— Aim of the task —
Search through the entries for the word "category" and copy every line that has it.
:: Records for the exercise
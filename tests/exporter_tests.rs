// Copyright (c) 2025 Soumyadip Sarkar.
// All rights reserved.
//
// This source code is licensed under the license found in the
// LICENSE file in the root directory of this source tree.

use chrono::NaiveDate;
use moneystreak::db::{StoreName, init_schema, save_store};
use moneystreak::models::{Transaction, TransactionType, new_id};
use moneystreak::{cli, commands::exporter};
use rusqlite::Connection;
use rust_decimal::Decimal;
use serde_json::json;
use tempfile::tempdir;

fn base_conn() -> Connection {
    let conn = Connection::open_in_memory().unwrap();
    init_schema(&conn).unwrap();
    let at = |d: u32| {
        NaiveDate::from_ymd_opt(2025, 1, d)
            .unwrap()
            .and_hms_opt(8, 15, 0)
            .unwrap()
    };
    let txs = vec![
        Transaction {
            id: new_id(),
            r#type: TransactionType::Expense,
            amount: Decimal::new(1250, 2),
            date: at(3),
            category: "Food & Beverage".into(),
            note: "lunch, with team".into(),
            created_at: at(3),
        },
        Transaction {
            id: new_id(),
            r#type: TransactionType::Income,
            amount: Decimal::from(5000),
            date: at(1),
            category: "Salary".into(),
            note: String::new(),
            created_at: at(1),
        },
    ];
    save_store(&conn, StoreName::Transactions, &txs).unwrap();
    conn
}

fn export(conn: &Connection, format: &str, out: &str) {
    let matches = cli::build_cli().get_matches_from([
        "moneystreak", "export", "transactions", "--format", format, "--out", out,
    ]);
    if let Some(("export", sub)) = matches.subcommand() {
        exporter::handle(conn, sub).unwrap();
    } else {
        panic!("no export subcommand");
    }
}

#[test]
fn export_transactions_as_pretty_json() {
    let conn = base_conn();
    let dir = tempdir().unwrap();
    let out = dir.path().join("tx.json");
    export(&conn, "json", out.to_str().unwrap());

    let written: serde_json::Value =
        serde_json::from_str(&std::fs::read_to_string(&out).unwrap()).unwrap();
    assert_eq!(
        written,
        json!([
            {"date": "2025-01-01 08:15:00", "type": "income", "amount": "5000", "category": "Salary", "note": ""},
            {"date": "2025-01-03 08:15:00", "type": "expense", "amount": "12.50", "category": "Food & Beverage", "note": "lunch, with team"}
        ])
    );
}

#[test]
fn export_transactions_as_csv_oldest_first() {
    let conn = base_conn();
    let dir = tempdir().unwrap();
    let out = dir.path().join("tx.csv");
    export(&conn, "csv", out.to_str().unwrap());

    let mut rdr = csv::Reader::from_path(&out).unwrap();
    let headers = rdr.headers().unwrap().clone();
    assert_eq!(
        headers.iter().collect::<Vec<_>>(),
        vec!["date", "type", "amount", "category", "note"]
    );
    let records: Vec<csv::StringRecord> = rdr.records().map(|r| r.unwrap()).collect();
    assert_eq!(records.len(), 2);
    assert_eq!(&records[0][2], "5000");
    assert_eq!(&records[1][4], "lunch, with team");
}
::::
— Reply —
            category: "Food & Beverage".into(),
            category: "Salary".into(),
            {"date": "2025-01-01 08:15:00", "type": "income", "amount": "5000", "category": "Salary", "note": ""},
            {"date": "2025-01-03 08:15:00", "type": "expense", "amount": "12.50", "category": "Food & Beverage", "note": "lunch, with team"}
        vec!["date", "type", "amount", "category", "note"]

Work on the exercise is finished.